← All courses

ML Kit & High-Level APIs

🗓 May 31, 2026 ⏱ 2 min read

The fastest way to add AI

You don’t always need to handle models and tensors. ML Kit (by Google) gives you ready-made, on-device AI features through a simple API — you call a method, you get a result. It works on both Android and iOS. Apple offers similar high-level APIs through Vision and Natural Language.

What ML Kit gives you out of the box

  • Text recognition (OCR) — read text from images/camera.
  • Barcode & QR scanning.
  • Face detection — find faces, landmarks, smiles.
  • Image labeling & object detection.
  • Pose detection, selfie segmentation.
  • Language ID, translation, smart reply.

Example: text recognition (Android)

val recognizer = TextRecognition.getClient(TextRecognizerOptions.DEFAULT_OPTIONS)
val image = InputImage.fromBitmap(bitmap, 0)

recognizer.process(image)
    .addOnSuccessListener { result ->
        for (block in result.textBlocks) {
            println(block.text)
        }
    }
    .addOnFailureListener { e -> /* handle error */ }

Example: barcode scanning (concept)

// iOS via ML Kit or Vision
let request = VNDetectBarcodesRequest { req, _ in
    let codes = req.results as? [VNBarcodeObservation]
    print(codes?.first?.payloadStringValue ?? "none")
}

On-device by default, cloud when needed

Most ML Kit features run on-device (fast, free, private). A few advanced ones can use the cloud for higher accuracy. You choose per feature.
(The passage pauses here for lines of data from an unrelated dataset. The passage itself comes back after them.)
//! Search service - command palette lookup over events and people

use super::UserLookup;
use crate::core::{AppError, AppState};
use crate::dtos::{SearchQuery, SearchResultDTO};
use axum::extract::{Json, Query, State};
use axum::response::IntoResponse;
use serde_json::json;
use std::sync::Arc;
use tracing::{debug, info, instrument};

/// Queries shorter than this return nothing
const MIN_QUERY_CHARS: usize = 2;

#[instrument(skip(state), fields(q = ?params.q))]
pub async fn search(
    State(state): State<Arc<AppState>>,
    Query(params): Query<SearchQuery>,
) -> Result<impl IntoResponse, AppError> {
    let query = params.q.as_deref().map(str::trim).unwrap_or_default();
    if query.chars().count() < MIN_QUERY_CHARS {
        debug!("Query too short, returning no results");
        return Ok(Json(json!({ "results": Vec::<SearchResultDTO>::new() })));
    }

    let (events, users) = futures::try_join!(state.event.search(query), state.user.search(query))?;
    let creators =
        UserLookup::load(&state, events.iter().map(|e| e.creator_id.clone()).collect()).await?;

    let mut results: Vec<SearchResultDTO> = events
        .into_iter()
        .map(|event| SearchResultDTO::Event {
            href: format!("/events/{}", event.event_id),
            id: event.event_id,
            subtitle: creators
                .get(Some(event.creator_id.as_str()))
                .and_then(|c| c.name),
            date: event.date.to_rfc3339(),
            location: event.location,
            title: event.title,
        })
        .collect();

    results.extend(users.into_iter().map(|user| SearchResultDTO::Person {
        href: format!("/people/{}", user.user_id),
        title: user.display_name().to_string(),
        subtitle: user.email.clone(),
        id: user.user_id,
    }));

    info!("Search returned {} results", results.len());
    Ok(Json(json!({ "results": results })))
}
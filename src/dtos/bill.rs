//! Bill DTOs

use super::UserDTO;
use crate::entities::{Attachment, Bill, BillItem};
use crate::receipt::MAX_RECEIPT_BYTES;
use serde::{Deserialize, Serialize};
use validator::{Validate, ValidationError};

/// Upper bound for any single amount and for a bill total, in minor units
pub const MAX_AMOUNT_CENTS: i64 = 1_000_000_000_000;
pub const MAX_ITEM_QUANTITY: i64 = 10_000;

/// One uploaded receipt file; `url` is usually an inline `data:` URL
#[derive(Serialize, Deserialize, Debug, Clone, Validate)]
pub struct BillFileDTO {
    #[validate(length(min = 1, max = 255, message = "File name must be between 1 and 255 characters"))]
    pub name: String,
    #[validate(length(min = 1, message = "File content is required"))]
    pub url: String,
    #[validate(range(min = 0, max = MAX_RECEIPT_BYTES, message = "File is too large (max 10MB)"))]
    pub size: i64,
}

#[derive(Serialize, Deserialize, Debug, Clone, Validate)]
pub struct BillItemRequestDTO {
    #[validate(length(min = 1, max = 200, message = "Item label must be between 1 and 200 characters"))]
    pub label: String,
    #[validate(range(min = 0, max = MAX_AMOUNT_CENTS, message = "Amounts must be between 0 and 10,000,000,000.00"))]
    pub amount_cents: i64,
    #[serde(default = "default_quantity")]
    #[validate(range(min = 1, max = MAX_ITEM_QUANTITY, message = "Quantity must be between 1 and 10000"))]
    pub quantity: i64,
}

fn default_quantity() -> i64 {
    1
}

/// Body of `POST /events/{id}/bills`
#[derive(Serialize, Deserialize, Debug, Clone, Validate)]
#[validate(schema(function = "validate_totals"))]
pub struct CreateBillRequestDTO {
    pub notes: Option<String>,
    #[validate(length(min = 3, max = 3, message = "Currency must be a 3-letter code"))]
    pub currency: Option<String>,
    #[validate(range(min = 0, max = MAX_AMOUNT_CENTS, message = "Amounts must be between 0 and 10,000,000,000.00"))]
    pub subtotal_cents: Option<i64>,
    #[validate(range(min = 0, max = MAX_AMOUNT_CENTS, message = "Amounts must be between 0 and 10,000,000,000.00"))]
    pub tax_cents: Option<i64>,
    #[validate(range(min = 0, max = MAX_AMOUNT_CENTS, message = "Amounts must be between 0 and 10,000,000,000.00"))]
    pub tip_cents: Option<i64>,
    #[serde(default)]
    #[validate(nested)]
    pub items: Vec<BillItemRequestDTO>,
    #[validate(length(min = 1, message = "At least one receipt file is required"), nested)]
    pub files: Vec<BillFileDTO>,
}

fn validate_totals(dto: &CreateBillRequestDTO) -> Result<(), ValidationError> {
    match dto.total() {
        Some(total) if total <= MAX_AMOUNT_CENTS => Ok(()),
        _ => {
            let mut err = ValidationError::new("total");
            err.message = Some("Bill total must not exceed 10,000,000,000.00".into());
            Err(err)
        }
    }
}

impl CreateBillRequestDTO {
    /// Explicit subtotal, or the sum of the line items when omitted.
    /// `None` on overflow.
    pub fn subtotal(&self) -> Option<i64> {
        match self.subtotal_cents {
            Some(subtotal) => Some(subtotal),
            None => self.items.iter().try_fold(0i64, |sum, item| {
                item.amount_cents
                    .checked_mul(item.quantity)
                    .and_then(|line| sum.checked_add(line))
            }),
        }
    }

    pub fn total(&self) -> Option<i64> {
        self.subtotal()?
            .checked_add(self.tax_cents.unwrap_or(0))?
            .checked_add(self.tip_cents.unwrap_or(0))
    }
}

#[derive(Debug, Clone)]
pub struct CreateBillItemDTO {
    pub label: String,
    pub amount_cents: i64,
    pub quantity: i64,
}

#[derive(Debug, Clone)]
pub struct CreateAttachmentDTO {
    pub file_name: String,
    pub url: String,
    pub size_bytes: i64,
    pub mime_type: String,
}

/// Insert payload for a bill together with its items and attachments,
/// written in one transaction
#[derive(Debug, Clone)]
pub struct CreateBillDTO {
    pub event_id: i64,
    pub payer_id: String,
    pub subtotal_cents: i64,
    pub tax_cents: i64,
    pub tip_cents: i64,
    pub total_cents: i64,
    pub currency: String,
    pub notes: Option<String>,
    pub items: Vec<CreateBillItemDTO>,
    pub attachments: Vec<CreateAttachmentDTO>,
}

#[derive(Serialize, Deserialize, Debug, Clone)]
pub struct BillDTO {
    #[serde(flatten)]
    pub bill: Bill,
    pub payer: Option<UserDTO>,
    pub attachments: Vec<Attachment>,
    pub items: Vec<BillItem>,
}

#[cfg(test)]
mod tests {
    use super::*;
    use serde_json::json;

    #[test]
    fn test_subtotal_defaults_to_item_sum() {
        let dto: CreateBillRequestDTO = serde_json::from_value(json!({
            "tax_cents": 50,
            "items": [
                { "label": "Dosa", "amount_cents": 120, "quantity": 2 },
                { "label": "Coffee", "amount_cents": 60 }
            ],
            "files": [{ "name": "r.jpg", "url": "data:image/jpeg;base64,AA==", "size": 1 }]
        }))
        .unwrap();
        assert_eq!(dto.subtotal(), Some(300));
        assert_eq!(dto.total(), Some(350));
        assert!(dto.validate().is_ok());
    }

    #[test]
    fn test_amounts_beyond_limit_are_rejected() {
        let dto: CreateBillRequestDTO = serde_json::from_value(json!({
            "subtotal_cents": i64::MAX,
            "tax_cents": 1,
            "files": [{ "name": "r.jpg", "url": "data:image/jpeg;base64,AA==", "size": 1 }]
        }))
        .unwrap();
        assert_eq!(dto.total(), None);
        let errors = dto.validate().unwrap_err();
        assert!(errors.errors().contains_key("subtotal_cents"));
    }

    #[test]
    fn test_item_sum_overflow_is_rejected() {
        let items: Vec<_> = (0..1000)
            .map(|_| json!({ "label": "Gold", "amount_cents": MAX_AMOUNT_CENTS, "quantity": MAX_ITEM_QUANTITY }))
            .collect();
        let dto: CreateBillRequestDTO = serde_json::from_value(json!({
            "items": items,
            "files": [{ "name": "r.jpg", "url": "data:image/jpeg;base64,AA==", "size": 1 }]
        }))
        .unwrap();
        assert_eq!(dto.subtotal(), None);
        assert!(dto.validate().is_err());
    }

    #[test]
    fn test_total_above_limit_is_rejected() {
        let dto: CreateBillRequestDTO = serde_json::from_value(json!({
            "subtotal_cents": MAX_AMOUNT_CENTS,
            "tip_cents": 1,
            "files": [{ "name": "r.jpg", "url": "data:image/jpeg;base64,AA==", "size": 1 }]
        }))
        .unwrap();
        assert_eq!(dto.total(), Some(MAX_AMOUNT_CENTS + 1));
        assert!(dto.validate().is_err());
    }

    #[test]
    fn test_files_are_required() {
        let dto: CreateBillRequestDTO =
            serde_json::from_value(json!({ "notes": "x", "files": [] })).unwrap();
        let errors = dto.validate().unwrap_err();
        assert!(errors.errors().contains_key("files"));
    }

    #[test]
    fn test_oversized_file_is_rejected() {
        let dto: CreateBillRequestDTO = serde_json::from_value(json!({
            "files": [{ "name": "big.pdf", "url": "https://x/big.pdf", "size": MAX_RECEIPT_BYTES + 1 }]
        }))
        .unwrap();
        assert!(dto.validate().is_err());
    }
}
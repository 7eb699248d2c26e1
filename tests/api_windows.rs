//! Integration tests for WIP windows and organisation settings
//!
//! Covers:
//! - GET /wip-windows
//! - POST /wip-windows
//! - PATCH /wip-windows/{window_id}
//! - DELETE /wip-windows/{window_id}
//! - GET /settings

mod common;

#[cfg(test)]
mod window_tests {
    use super::common::*;
    use serde_json::{Value, json};
    use sqlx::SqlitePool;

    // ============================================================
    // GET /wip-windows
    // ============================================================

    #[sqlx::test(fixtures(path = "../fixtures", scripts("users", "windows", "events")))]
    async fn test_list_windows_with_stats(pool: SqlitePool) -> sqlx::Result<()> {
        let server = create_test_server(create_test_state(pool));

        let response = server
            .get("/wip-windows")
            .authorization_bearer(token_for("alice"))
            .await;

        response.assert_status_ok();
        let body: Value = response.json();
        let windows = body["wip_windows"].as_array().unwrap();
        let ids: Vec<i64> = windows
            .iter()
            .map(|w| w["wip_window_id"].as_i64().unwrap())
            .collect();
        assert_eq!(ids, vec![1, 2, 3]);

        assert_eq!(windows[0]["name"], "Spring 2025");
        assert_eq!(windows[0]["is_active"], true);
        assert_eq!(windows[0]["event_count"], 2);
        assert_eq!(windows[0]["participant_count"], 3);
        assert_eq!(windows[1]["event_count"], 0);
        assert_eq!(windows[2]["event_count"], 1);
        Ok(())
    }

    // ============================================================
    // POST /wip-windows
    // ============================================================

    #[sqlx::test(fixtures(path = "../fixtures", scripts("users", "windows")))]
    async fn test_create_active_window_becomes_current(pool: SqlitePool) -> sqlx::Result<()> {
        let server = create_test_server(create_test_state(pool));
        let token = token_for("alice");

        let response = server
            .post("/wip-windows")
            .authorization_bearer(token.clone())
            .json(&json!({
                "name": "  Summer 2025  ",
                "start_date": "2025-06-01T00:00:00Z",
                "end_date": "2025-06-30T00:00:00Z",
                "is_active": true
            }))
            .await;

        response.assert_status(axum::http::StatusCode::CREATED);
        let created: Value = response.json();
        assert_eq!(created["name"], "Summer 2025");
        assert_eq!(created["is_active"], true);
        let new_id = created["wip_window_id"].as_i64().unwrap();

        let settings: Value = server
            .get("/settings")
            .authorization_bearer(token.clone())
            .await
            .json();
        assert_eq!(settings["current_wip_window_id"], new_id);
        assert_eq!(settings["current_wip_window"]["name"], "Summer 2025");

        let list: Value = server
            .get("/wip-windows")
            .authorization_bearer(token)
            .await
            .json();
        let active: Vec<&Value> = list["wip_windows"]
            .as_array()
            .unwrap()
            .iter()
            .filter(|w| w["is_active"] == true)
            .collect();
        assert_eq!(active.len(), 1);
        assert_eq!(active[0]["wip_window_id"], new_id);
        Ok(())
    }

    #[sqlx::test(fixtures(path = "../fixtures", scripts("users", "windows")))]
    async fn test_create_window_rejects_reversed_range(pool: SqlitePool) -> sqlx::Result<()> {
        let server = create_test_server(create_test_state(pool));

        let response = server
            .post("/wip-windows")
            .authorization_bearer(token_for("alice"))
            .json(&json!({
                "name": "Backwards",
                "start_date": "2025-06-30T00:00:00Z",
                "end_date": "2025-06-01T00:00:00Z"
            }))
            .await;

        response.assert_status_bad_request();
        let body: Value = response.json();
        assert_eq!(body["error"], "Validation error");
        Ok(())
    }

    #[sqlx::test(fixtures(path = "../fixtures", scripts("users", "windows")))]
    async fn test_create_window_rejects_blank_name(pool: SqlitePool) -> sqlx::Result<()> {
        let server = create_test_server(create_test_state(pool));
        let token = token_for("alice");

        let response = server
            .post("/wip-windows")
            .authorization_bearer(token.clone())
            .json(&json!({
                "name": "  ",
                "start_date": "2025-06-01T00:00:00Z",
                "end_date": "2025-06-30T00:00:00Z"
            }))
            .await;

        response.assert_status_bad_request();
        let body: Value = response.json();
        assert_eq!(body["error"], "Validation error");

        let response = server
            .patch("/wip-windows/2")
            .authorization_bearer(token)
            .json(&json!({ "name": "   " }))
            .await;

        response.assert_status_bad_request();
        Ok(())
    }

    #[sqlx::test(fixtures(path = "../fixtures", scripts("users", "windows")))]
    async fn test_create_window_rejects_missing_fields(pool: SqlitePool) -> sqlx::Result<()> {
        let server = create_test_server(create_test_state(pool));

        let response = server
            .post("/wip-windows")
            .authorization_bearer(token_for("alice"))
            .json(&json!({ "name": "No dates" }))
            .await;

        response.assert_status_bad_request();
        let body: Value = response.json();
        assert_eq!(body["error"], "Invalid request body");
        Ok(())
    }

    // ============================================================
    // PATCH /wip-windows/{window_id}
    // ============================================================

    #[sqlx::test(fixtures(path = "../fixtures", scripts("users", "windows")))]
    async fn test_activate_window_switches_current(pool: SqlitePool) -> sqlx::Result<()> {
        let server = create_test_server(create_test_state(pool));
        let token = token_for("bob");

        let response = server
            .patch("/wip-windows/2")
            .authorization_bearer(token.clone())
            .json(&json!({ "is_active": true }))
            .await;

        response.assert_status_ok();
        let updated: Value = response.json();
        assert_eq!(updated["is_active"], true);

        let settings: Value = server
            .get("/settings")
            .authorization_bearer(token)
            .await
            .json();
        assert_eq!(settings["current_wip_window_id"], 2);
        Ok(())
    }

    #[sqlx::test(fixtures(path = "../fixtures", scripts("users", "windows")))]
    async fn test_deactivate_current_window_clears_settings(pool: SqlitePool) -> sqlx::Result<()> {
        let server = create_test_server(create_test_state(pool));
        let token = token_for("alice");

        server
            .patch("/wip-windows/1")
            .authorization_bearer(token.clone())
            .json(&json!({ "is_active": false }))
            .await
            .assert_status_ok();

        let settings: Value = server
            .get("/settings")
            .authorization_bearer(token)
            .await
            .json();
        assert_eq!(settings["current_wip_window_id"], Value::Null);
        assert_eq!(settings["current_wip_window"], Value::Null);
        Ok(())
    }

    #[sqlx::test(fixtures(path = "../fixtures", scripts("users", "windows")))]
    async fn test_update_rejects_end_before_stored_start(pool: SqlitePool) -> sqlx::Result<()> {
        let server = create_test_server(create_test_state(pool));

        let response = server
            .patch("/wip-windows/1")
            .authorization_bearer(token_for("alice"))
            .json(&json!({ "end_date": "2025-02-01T00:00:00Z" }))
            .await;

        response.assert_status_bad_request();
        Ok(())
    }

    #[sqlx::test(fixtures(path = "../fixtures", scripts("users", "windows")))]
    async fn test_update_missing_window(pool: SqlitePool) -> sqlx::Result<()> {
        let server = create_test_server(create_test_state(pool));

        let response = server
            .patch("/wip-windows/999")
            .authorization_bearer(token_for("alice"))
            .json(&json!({ "name": "Ghost" }))
            .await;

        response.assert_status_not_found();
        Ok(())
    }

    // ============================================================
    // DELETE /wip-windows/{window_id}
    // ============================================================

    #[sqlx::test(fixtures(path = "../fixtures", scripts("users", "windows", "events")))]
    async fn test_delete_window_with_events_requires_force(pool: SqlitePool) -> sqlx::Result<()> {
        let server = create_test_server(create_test_state(pool));

        let response = server
            .delete("/wip-windows/3")
            .authorization_bearer(token_for("alice"))
            .await;

        response.assert_status_bad_request();
        let body: Value = response.json();
        assert_eq!(body["event_count"], 1);
        assert_eq!(body["can_force_delete"], true);
        Ok(())
    }

    #[sqlx::test(fixtures(path = "../fixtures", scripts("users", "windows", "events")))]
    async fn test_force_delete_window_removes_events(pool: SqlitePool) -> sqlx::Result<()> {
        let server = create_test_server(create_test_state(pool));
        let token = token_for("alice");

        let response = server
            .delete("/wip-windows/3")
            .add_query_param("force", "true")
            .authorization_bearer(token.clone())
            .await;

        response.assert_status_ok();
        let body: Value = response.json();
        assert_eq!(body["success"], true);

        server
            .get("/events/3")
            .authorization_bearer(token)
            .await
            .assert_status_not_found();
        Ok(())
    }

    #[sqlx::test(fixtures(path = "../fixtures", scripts("users", "windows")))]
    async fn test_delete_active_window_is_refused(pool: SqlitePool) -> sqlx::Result<()> {
        let server = create_test_server(create_test_state(pool));

        let response = server
            .delete("/wip-windows/1")
            .authorization_bearer(token_for("alice"))
            .await;

        response.assert_status_bad_request();
        let body: Value = response.json();
        assert_eq!(body["error"], "Cannot delete the active WIP window");
        Ok(())
    }

    #[sqlx::test(fixtures(path = "../fixtures", scripts("users", "windows")))]
    async fn test_delete_empty_inactive_window(pool: SqlitePool) -> sqlx::Result<()> {
        let server = create_test_server(create_test_state(pool));
        let token = token_for("alice");

        server
            .delete("/wip-windows/2")
            .authorization_bearer(token.clone())
            .await
            .assert_status_ok();

        server
            .delete("/wip-windows/2")
            .authorization_bearer(token)
            .await
            .assert_status_not_found();
        Ok(())
    }
}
When to use high-level APIs vs custom models

  • Use ML Kit / Vision when your need matches a built-in feature (OCR, faces, barcodes, translation). It’s the fastest, most reliable path.
  • Use a custom TF Lite / Core ML model when you need something specific these don’t cover (e.g. recognise your product categories).

Why this is the smart starting point

For many apps, a high-level API delivers a polished AI feature in an afternoon, with no model files, no pre-processing bugs, and automatic hardware acceleration. Start here, and only drop to custom models when you must.

Common mistakes

  • Building a custom model when ML Kit already solves the problem.
  • Forgetting to handle the failure callback (cameras and images are unpredictable).
  • Processing every camera frame instead of throttling (battery and heat).
Summary: ML Kit and Apple’s Vision/Natural Language give you ready-made, mostly on-device AI features (OCR, faces, barcodes, translation) with a simple API. Start with these for common needs and reserve custom models for specialised tasks.